All art is attempted time travel. Artists seek to create portals through which observers can approach primal virtue. If one is able to reach back far enough, perhaps he can enter the Garden before it closes. Perhaps he can bring back an apple. 

From the Renaissance to the Reformation, the recovery of long-lost gold is the epic quest of every generation. Of course, not every generation believes the gold is in the past; some believe it lies only in the future. Such is our day. The Bible teaches that both the past and the future are swallowed up by the eternal present tense. God is not the God of history, nor is He the God who is becoming. He is the God who was and is and is to come. The Christian does not believe that he will return to Eden when he dies. Eden itself has died and is reborn in the New Jerusalem. In that way, I will eat the fruit of Eden, but not by going back to Eden. I will eat the fruit of our parent’s first abode by going back and forward simultaneously. Eden is only accessible in the way she will be in the New Jerusalem. In this sense, both conservatism and progress are required. 
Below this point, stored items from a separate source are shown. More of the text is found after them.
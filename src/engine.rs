//! Execution units and the two dispatch strategies.
//!
//! The interpreter strategy walks the instruction stream directly. The
//! batching strategy pre-groups maximal runs of non-branching
//! instructions into units: each run becomes one `Batch` whose body is
//! either a single fused routine (a callable composed once at
//! construction) or the equivalent instruction list executed in
//! sequence. Loop boundaries stay singleton units and are re-associated
//! at unit granularity, so branches remain O(1) in either strategy.

use crate::instr::Instruction;
use crate::io::{Flow, Reader, Writer};
use crate::parse::Program;
use crate::tape::Tape;

/// Tape and pointer; the mutable half of a machine that instructions
/// act on.
pub(crate) struct State {
    pub(crate) tape: Tape,
    pub(crate) pointer: isize,
}

/// The caller-supplied callbacks plus the EOF sentinel applied when the
/// reader is exhausted.
pub(crate) struct Io {
    pub(crate) reader: Reader,
    pub(crate) writer: Writer,
    pub(crate) eof: i32,
}

/// Apply one non-branching instruction. Loop boundaries are dispatched
/// by the machine run loop, which owns the program counter.
pub(crate) fn exec_effect(ins: &Instruction, state: &mut State, io: &mut Io) -> Flow {
    match *ins {
        Instruction::Add(delta) => state.tape.add(state.pointer, delta),
        Instruction::Move(delta) => state.pointer += delta,
        Instruction::Clear => state.tape.set(state.pointer, 0),
        Instruction::Mul { offset, factor } => {
            state.tape.mul_into(state.pointer, offset, factor)
        }
        Instruction::Out => return io.writer.push(state.tape.get(state.pointer) as i32),
        Instruction::In => {
            let value = io.reader.pull().unwrap_or(io.eof);
            state.tape.set(state.pointer, value as u32);
        }
        Instruction::ScanLeft => {
            while state.tape.get(state.pointer) != 0 {
                state.pointer -= 1;
            }
        }
        Instruction::ScanRight => {
            while state.tape.get(state.pointer) != 0 {
                state.pointer += 1;
            }
        }
        Instruction::Open { .. } | Instruction::Close { .. } => {
            unreachable!("loop boundaries are never executed as effects")
        }
    }
    Flow::Continue
}

type Routine = Box<dyn FnMut(&mut State, &mut Io)>;

fn compile_effect(ins: Instruction) -> Routine {
    match ins {
        Instruction::Add(delta) => Box::new(move |state, _| state.tape.add(state.pointer, delta)),
        Instruction::Move(delta) => Box::new(move |state, _| state.pointer += delta),
        Instruction::Clear => Box::new(|state, _| state.tape.set(state.pointer, 0)),
        Instruction::Mul { offset, factor } => {
            Box::new(move |state, _| state.tape.mul_into(state.pointer, offset, factor))
        }
        Instruction::Out => Box::new(|state, io| {
            io.writer.push(state.tape.get(state.pointer) as i32);
        }),
        Instruction::In => Box::new(|state, io| {
            let value = io.reader.pull().unwrap_or(io.eof);
            state.tape.set(state.pointer, value as u32);
        }),
        Instruction::ScanLeft => Box::new(|state, _| {
            while state.tape.get(state.pointer) != 0 {
                state.pointer -= 1;
            }
        }),
        Instruction::ScanRight => Box::new(|state, _| {
            while state.tape.get(state.pointer) != 0 {
                state.pointer += 1;
            }
        }),
        Instruction::Open { .. } | Instruction::Close { .. } => {
            unreachable!("loop boundaries are never batched")
        }
    }
}

/// Compose the instructions of a batch into one callable routine.
fn fuse(instrs: &[Instruction]) -> Routine {
    let mut routine: Routine = Box::new(|_, _| {});
    for &ins in instrs {
        let mut effect = compile_effect(ins);
        let mut prev = routine;
        routine = Box::new(move |state, io| {
            prev(state, io);
            effect(state, io);
        });
    }
    routine
}

/// Check once, at machine construction, that fused routines behave:
/// build a small routine and verify its effects against the expected
/// state. Falls back to sequential batches when this fails.
pub(crate) fn codegen_available() -> bool {
    let mut state = State {
        tape: Tape::new(8, 4),
        pointer: 0,
    };
    let mut io = Io {
        reader: Reader::exhausted(),
        writer: Writer::sink(),
        eof: -1,
    };
    let mut probe = fuse(&[
        Instruction::Add(2),
        Instruction::Move(1),
        Instruction::Add(3),
    ]);
    probe(&mut state, &mut io);
    state.pointer == 1 && state.tape.get(0) == 2 && state.tape.get(1) == 3
}

enum Body {
    Fused(Routine),
    Listed(Vec<Instruction>),
}

/// A run of non-branching instructions executed atomically. Reports a
/// step count equal to the instructions it fused, applied to the budget
/// only after the whole batch completes.
pub(crate) struct Batch {
    count: usize,
    body: Body,
}

impl Batch {
    pub(crate) fn count(&self) -> usize {
        self.count
    }

    pub(crate) fn run(&mut self, state: &mut State, io: &mut Io) {
        match &mut self.body {
            Body::Fused(routine) => routine(state, io),
            Body::Listed(instrs) => {
                for ins in instrs {
                    exec_effect(ins, state, io);
                }
            }
        }
    }
}

pub(crate) enum Unit {
    Open { pair: usize },
    Close { pair: usize },
    Step(Instruction),
    Batch(Batch),
}

pub(crate) enum Engine {
    Interpreter(Vec<Instruction>),
    Batched(Vec<Unit>),
}

impl Engine {
    pub(crate) fn interpreter(program: &Program) -> Engine {
        Engine::Interpreter(program.instructions().to_vec())
    }

    pub(crate) fn batched(program: &Program, cap: usize, fused: bool) -> Engine {
        let mut units = Vec::new();
        let mut buf: Vec<Instruction> = Vec::new();
        for &ins in program.instructions() {
            if ins.is_straightline() {
                if buf.len() < cap {
                    buf.push(ins);
                } else {
                    flush(&mut units, &mut buf, fused);
                    units.push(Unit::Step(ins));
                }
            } else {
                flush(&mut units, &mut buf, fused);
                units.push(match ins {
                    Instruction::Open { .. } => Unit::Open { pair: 0 },
                    _ => Unit::Close { pair: 0 },
                });
            }
        }
        flush(&mut units, &mut buf, fused);
        associate_units(&mut units);
        Engine::Batched(units)
    }

    pub(crate) fn len(&self) -> usize {
        match self {
            Engine::Interpreter(instrs) => instrs.len(),
            Engine::Batched(units) => units.len(),
        }
    }
}

fn flush(units: &mut Vec<Unit>, buf: &mut Vec<Instruction>, fused: bool) {
    if buf.is_empty() {
        return;
    }
    if buf.len() == 1 {
        units.push(Unit::Step(buf[0]));
        buf.clear();
        return;
    }
    let count = buf.len();
    let body = if fused {
        let routine = fuse(buf);
        buf.clear();
        Body::Fused(routine)
    } else {
        Body::Listed(std::mem::take(buf))
    };
    units.push(Unit::Batch(Batch { count, body }));
}

// Pairs must be re-resolved at unit granularity; unit indices have
// nothing to do with instruction indices.
fn associate_units(units: &mut [Unit]) {
    let mut opens = Vec::new();
    for pc in 0..units.len() {
        match units[pc] {
            Unit::Open { .. } => opens.push(pc),
            Unit::Close { .. } => {
                // The program was structurally validated at parse time.
                let open_pc = opens.pop().expect("balanced loops in validated program");
                units[open_pc] = Unit::Open { pair: pc };
                units[pc] = Unit::Close { pair: open_pc };
            }
            _ => {}
        }
    }
    debug_assert!(opens.is_empty());
}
The error of conservatism, devoid of progress, is that it romanticizes the past and the conservative is then relegated to living life in a ghost world. The Bible warns against this in the book of Ecclesiastes:

Ecclesiastes 7:10 Say not, “Why were the former days better than these?” For it is not from wisdom that you ask this.
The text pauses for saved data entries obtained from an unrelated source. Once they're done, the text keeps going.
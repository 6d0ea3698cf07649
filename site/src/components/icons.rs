//! SVG icon components using Phosphor Icons.
//!
//! Inline SVG icons for the header, carousel controls and footer.
//! Path data is from the [Phosphor Icons](https://phosphoricons.com/) library (Regular weight).

use leptos::prelude::*;

/// Renders an inline SVG icon from a path data string.
///
/// # Props
///
/// * `path` - SVG path data (d attribute)
/// * `size` - Icon size in pixels (default: "24")
/// * `class` - Additional CSS classes (default: "")
///
/// # Example
///
/// ```rust,ignore
/// view! { <Icon path=ICON_PHONE size="20" class="contact-icon" /> }
/// ```
#[component]
pub fn Icon(
    /// SVG path data (the `d` attribute value)
    #[prop(into)]
    path: &'static str,
    /// Icon size in pixels
    #[prop(default = "24")]
    size: &'static str,
    /// Additional CSS class names
    #[prop(default = "")]
    class: &'static str,
) -> impl IntoView {
    view! {
        <svg
            xmlns="http://www.w3.org/2000/svg"
            width=size
            height=size
            fill="currentColor"
            viewBox="0 0 256 256"
            class=class
            aria-hidden="true"
        >
            <path d=path></path>
        </svg>
    }
}

// =============================================================================
// Phosphor Icons (Regular weight) - https://phosphoricons.com/
// =============================================================================

/// Previous slide (CaretLeft)
pub const ICON_CARET_LEFT: &str = "M165.66,202.34a8,8,0,0,1-11.32,11.32l-80-80a8,8,0,0,1,0-11.32l80-80a8,8,0,0,1,11.32,11.32L91.31,128Z";

/// Next slide (CaretRight)
pub const ICON_CARET_RIGHT: &str = "M181.66,133.66l-80,80a8,8,0,0,1-11.32-11.32L164.69,128,90.34,53.66a8,8,0,0,1,11.32-11.32l80,80A8,8,0,0,1,181.66,133.66Z";

/// Hamburger menu (List)
pub const ICON_LIST: &str = "M224,128a8,8,0,0,1-8,8H40a8,8,0,0,1,0-16H216A8,8,0,0,1,224,128ZM40,72H216a8,8,0,0,0,0-16H40a8,8,0,0,0,0,16ZM216,184H40a8,8,0,0,0,0,16H216a8,8,0,0,0,0-16Z";

/// Address (MapPin)
pub const ICON_MAP_PIN: &str = "M128,64a40,40,0,1,0,40,40A40,40,0,0,0,128,64Zm0,64a24,24,0,1,1,24-24A24,24,0,0,1,128,128Zm0-112a88.1,88.1,0,0,0-88,88c0,31.4,14.51,64.68,42,96.25a254.19,254.19,0,0,0,41.45,38.3,8,8,0,0,0,9.18,0A254.19,254.19,0,0,0,174,200.25c27.45-31.57,42-64.85,42-96.25A88.1,88.1,0,0,0,128,16Zm0,206c-16.53-13-72-60.75-72-118a72,72,0,0,1,144,0C200,161.23,144.53,209,128,222Z";

/// Telephone (Phone)
pub const ICON_PHONE: &str = "M222.37,158.46l-47.11-21.11-.13-.06a16,16,0,0,0-15.17,1.4,8.12,8.12,0,0,0-.75.56L134.87,160c-15.42-7.49-31.34-23.29-38.83-38.51l20.78-24.71c.2-.25.39-.5.57-.77a16,16,0,0,0,1.32-15.06l0-.12L97.54,33.64a16,16,0,0,0-16.62-9.52A56.26,56.26,0,0,0,32,80c0,79.4,64.6,144,144,144a56.26,56.26,0,0,0,55.88-48.92A16,16,0,0,0,222.37,158.46ZM176,208A128.14,128.14,0,0,1,48,80,40.2,40.2,0,0,1,82.87,40a.61.61,0,0,0,0,.12l21,47L83.2,111.86a6.13,6.13,0,0,0-.57.77,16,16,0,0,0-1,15.7c9.06,18.53,27.73,37.06,46.46,46.11a16,16,0,0,0,15.75-1.14,8.44,8.44,0,0,0,.74-.56L168.89,152l47,21.05h0s.08,0,.11,0A40.21,40.21,0,0,1,176,208Z";

/// Email (Envelope)
pub const ICON_ENVELOPE: &str = "M224,48H32a8,8,0,0,0-8,8V192a16,16,0,0,0,16,16H216a16,16,0,0,0,16-16V56A8,8,0,0,0,224,48Zm-20.57,16L128,133.15,52.57,64ZM216,192H40V74.19l82.59,75.71a8,8,0,0,0,10.82,0L216,74.19V192Z";
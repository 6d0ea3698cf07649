// HK Upgrade landing page, browser entry point.

mod browser;
mod logging;
mod pages;

use hkupgrade_site::{config::SiteConfig, styles::SITE_CSS};
use leptos::prelude::*;
use leptos_router::{
    components::{Route, Router, Routes},
    path,
};
use pages::{HomePage, RoutePlaceholder};

fn main() {
    console_error_panic_hook::set_once();

    let config = match SiteConfig::builtin() {
        Ok(config) => config,
        Err(err) => {
            logging::init("error");
            tracing::error!(%err, "embedded site.toml rejected, nothing mounted");
            return;
        }
    };
    logging::init(&config.log_level);
    tracing::info!(version = env!("CARGO_PKG_VERSION"), "mounting landing page");

    leptos::mount::mount_to_body(move || view! { <App config=config /> });
}

#[component]
fn App(config: SiteConfig) -> impl IntoView {
    view! {
        <style>{SITE_CSS}</style>
        <Router>
            <Routes fallback=|| view! { <RoutePlaceholder /> }>
                <Route path=path!("/") view=move || view! { <HomePage config=config.clone() /> } />
            </Routes>
        </Router>
    }
}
The error of progressivism, devoid of conservation, is that it romanticizes the future and the progressive is then relegated to living life in a ghost world. The Bible warns against this as well in the book of Matthew:

Matthew 634 Therefore do not be anxious about tomorrow, for tomorrow will be anxious for itself. Sufficient for the day is its own trouble.
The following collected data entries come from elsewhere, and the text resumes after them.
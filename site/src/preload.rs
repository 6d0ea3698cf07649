//! Slide image preloading.
//!
//! Every slide image is requested once, all requests are in flight before
//! any is awaited, and the join resolves `Ok` only when all of them load.
//! The first failure resolves the join with an error; what the page does
//! with that error is decided by [`FailurePolicy`].

use futures::future::{try_join_all, LocalBoxFuture};
use serde::{Deserialize, Serialize};
use tracing::{debug, info, warn};

use crate::error::{LoadError, PreloadError};
use crate::types::Slide;

/// Host resource loader: resolves once the image at `url` has loaded or failed.
///
/// The browser implementation lives in the entry crate; tests use stubs.
pub trait ImageLoader: Send + Sync {
    fn load(&self, url: &str) -> LocalBoxFuture<'static, Result<(), LoadError>>;
}

/// Request every slide image and wait for all of them.
pub async fn preload_all<L>(loader: &L, slides: &[Slide]) -> Result<(), PreloadError>
where
    L: ImageLoader + ?Sized,
{
    debug!(count = slides.len(), "preloading slide images");
    let pending: Vec<_> = slides.iter().map(|slide| loader.load(&slide.image)).collect();

    match try_join_all(pending).await {
        Ok(loaded) => {
            info!(count = loaded.len(), "slide images ready");
            Ok(())
        }
        Err(err) => {
            warn!(url = %err.url, reason = %err.reason, "slide image failed to load");
            Err(err.into())
        }
    }
}

/// What the page does when a slide image fails to load.
#[derive(Clone, Copy, Debug, Default, PartialEq, Eq, Serialize, Deserialize)]
#[serde(rename_all = "lowercase")]
pub enum FailurePolicy {
    /// Replace the spinner with a visible notice.
    #[default]
    Report,
    /// Keep the spinner forever; the failure is only logged.
    Block,
}

/// Readiness of the carousel. Never returns to `Loading` once settled.
#[derive(Clone, Debug, Default, PartialEq, Eq)]
pub enum Readiness {
    #[default]
    Loading,
    Ready,
    Failed(PreloadError),
}

impl Readiness {
    /// True only after every image loaded.
    pub fn is_ready(&self) -> bool {
        matches!(self, Readiness::Ready)
    }

    pub fn is_loading(&self) -> bool {
        matches!(self, Readiness::Loading)
    }

    pub fn error(&self) -> Option<&PreloadError> {
        match self {
            Readiness::Failed(err) => Some(err),
            _ => None,
        }
    }

    /// Apply a preload outcome. Returns whether the state changed.
    pub fn settle(&mut self, outcome: Result<(), PreloadError>, policy: FailurePolicy) -> bool {
        if !self.is_loading() {
            return false;
        }
        match (outcome, policy) {
            (Ok(()), _) => *self = Readiness::Ready,
            (Err(err), FailurePolicy::Report) => *self = Readiness::Failed(err),
            (Err(_), FailurePolicy::Block) => return false,
        }
        true
    }
}

#[cfg(test)]
mod tests {
    use super::*;
    use futures::executor::block_on;
    use futures::future::{pending, ready};
    use futures::FutureExt;
    use pretty_assertions::assert_eq;
    use std::collections::HashSet;
    use std::sync::Mutex;

    #[derive(Default)]
    struct StubLoader {
        failing: HashSet<String>,
        hanging: HashSet<String>,
        calls: Mutex<Vec<String>>,
    }

    impl StubLoader {
        fn failing(urls: &[&str]) -> Self {
            Self {
                failing: urls.iter().map(|u| u.to_string()).collect(),
                ..Default::default()
            }
        }

        fn hanging(urls: &[&str]) -> Self {
            Self {
                hanging: urls.iter().map(|u| u.to_string()).collect(),
                ..Default::default()
            }
        }

        fn calls(&self) -> Vec<String> {
            self.calls.lock().unwrap().clone()
        }
    }

    impl ImageLoader for StubLoader {
        fn load(&self, url: &str) -> LocalBoxFuture<'static, Result<(), LoadError>> {
            self.calls.lock().unwrap().push(url.to_string());
            if self.hanging.contains(url) {
                pending().boxed_local()
            } else if self.failing.contains(url) {
                ready(Err(LoadError::new(url, "404"))).boxed_local()
            } else {
                ready(Ok(())).boxed_local()
            }
        }
    }

    fn slides(urls: &[&str]) -> Vec<Slide> {
        urls.iter()
            .map(|url| Slide {
                image: url.to_string(),
                link: "/".into(),
                show_button: false,
            })
            .collect()
    }

    #[test]
    fn requests_each_image_exactly_once_in_order() {
        let loader = StubLoader::default();
        let result = block_on(preload_all(&loader, &slides(&["a.png", "b.png", "c.png"])));
        assert_eq!(result, Ok(()));
        assert_eq!(loader.calls(), vec!["a.png", "b.png", "c.png"]);
    }

    #[test]
    fn single_failure_fails_the_join() {
        let loader = StubLoader::failing(&["b.png"]);
        let result = block_on(preload_all(&loader, &slides(&["a.png", "b.png"])));
        assert_eq!(
            result,
            Err(PreloadError::Image(LoadError::new("b.png", "404")))
        );
    }

    #[test]
    fn all_requests_issued_before_any_completes() {
        let loader = StubLoader::hanging(&["a.png"]);
        let list = slides(&["a.png", "b.png"]);
        let join = preload_all(&loader, &list);
        assert!(join.now_or_never().is_none());
        assert_eq!(loader.calls(), vec!["a.png", "b.png"]);
    }

    #[test]
    fn hanging_image_keeps_join_pending() {
        let loader = StubLoader::hanging(&["b.png"]);
        let list = slides(&["a.png", "b.png"]);
        let mut join = Box::pin(preload_all(&loader, &list));
        for _ in 0..10 {
            assert!((&mut join).now_or_never().is_none());
        }
    }

    #[test]
    fn settle_ready_is_final() {
        let mut readiness = Readiness::default();
        assert!(readiness.settle(Ok(()), FailurePolicy::Report));
        assert!(readiness.is_ready());

        let err = PreloadError::Image(LoadError::new("x", "late"));
        assert!(!readiness.settle(Err(err), FailurePolicy::Report));
        assert!(readiness.is_ready());
    }

    #[test]
    fn report_policy_surfaces_failure_without_becoming_ready() {
        let mut readiness = Readiness::default();
        let err = PreloadError::Image(LoadError::new("b.png", "404"));
        assert!(readiness.settle(Err(err.clone()), FailurePolicy::Report));
        assert!(!readiness.is_ready());
        assert_eq!(readiness.error(), Some(&err));
        assert!(!readiness.settle(Ok(()), FailurePolicy::Report));
        assert!(!readiness.is_ready());
    }

    #[test]
    fn block_policy_stays_loading() {
        let mut readiness = Readiness::default();
        let err = PreloadError::Image(LoadError::new("b.png", "404"));
        assert!(!readiness.settle(Err(err), FailurePolicy::Block));
        assert!(readiness.is_loading());
    }

    #[test]
    fn failure_policy_parses_lowercase() {
        #[derive(serde::Deserialize)]
        struct Wrap {
            policy: FailurePolicy,
        }
        let wrap: Wrap = toml::from_str(r#"policy = "block""#).unwrap();
        assert_eq!(wrap.policy, FailurePolicy::Block);
    }
}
William Butler Yeats wrote a poem entitled Sailing to Byzantium. It is written from the perspective of an old man who is approaching death and so he is determined to go backward to some idyllic moment in space and time: Byzantium. In order to do this, the reader understands, he is going forward into death. 

An aged man is but a paltry thing, 

A tattered coat upon a stick, unless

Soul clap its hands and sing, and louder sing

For every tatter in its mortal dress,

Nor is there singing school but studying

Monuments of its own magnificence;

And therefore I have sailed the seas and come

To the holy city of Byzantium.

The Bible trains us to have the perspective of Janus, with a face in each direction. 

This brings us to a brief observation about food criticism. In the documentary, City of God, about the life of LA Times food critic, Jonathan Gold, the title is drawing on the writer’s last name and his status as a kind of native son of Los Angeles. Gold, the first food critic to win a Pulitzer Prize, wrote a weekly column called “Counter Intelligence.” In it, he reviewed obscure restaurants around LA and beyond. As his work gained attention, the focus of his writing began to cross state and national lines, even migrating beyond the genre of food criticism to cover the early days of rap for the likes of Rolling Stone and Spin.

When Gold wrote about food he not only brought the reader into the present tense with him, but he brought the reader into an appreciation of all of the past that is required in the formation of the present. One did not simply imagine oneself seated at the bar with him, but traveling into the history of young Italian-Americans developing their kitchen chops in Korean neighborhoods. Listen to him riff on a visit to a new bar called Bäco Mercat in 2012, six years before he died. Centeno is the chef/owner.

But above all, Centeno is smart, working flavors and combinations with a deftness you wouldn't necessarily expect in a bar. If the local convergence of haute cuisine and pub food has a birthdate, it may well have come during Centeno's tenure at Opus in Koreatown, where he began serving endless, open-ended tasting menus at only $10 a course — it's where a lot of young Angelenos first discovered that fine dining could have a lot in common with izakaya. His Lazy Ox is still the sharpest of the gastropubs: He understands that Angelenos grow up eating Mexican, Japanese and Middle Eastern food, which all taste basically awesome when filtered through French technique

At other times, Gold will explain things like the complexities that exist in the ancestral map of a Chinese-American family in order to explain why the Hunan-Shanxi fusion focus in the menu works so well. The act of criticism is always historical, because it necessitates the accomplishment of a thing that is completed. Without the past tense, there would be no food criticism. There would be no food. In the early moments of Genesis, we see the very first restauranteur and food critic, God, not only getting the place ready for the meal, but judging for Himself how good it is when it is completed. All art is done in imitation of God making and critiquing. 

Worthwhile food criticism will always talk about two things: family and history. This makes it, by its very nature, a product of conservatism. Progressives who hate the past and despise the traditional family will never have good restaurants. When traditions are revered and preserved and given new bodies within which to live, gastronomy becomes progressive in an historically-rooted manner. The best food, as with the best criticism, will be both. When we mine for gold from the past, we do necessary work. When we bring the ancient gold with us into the present, we do good work.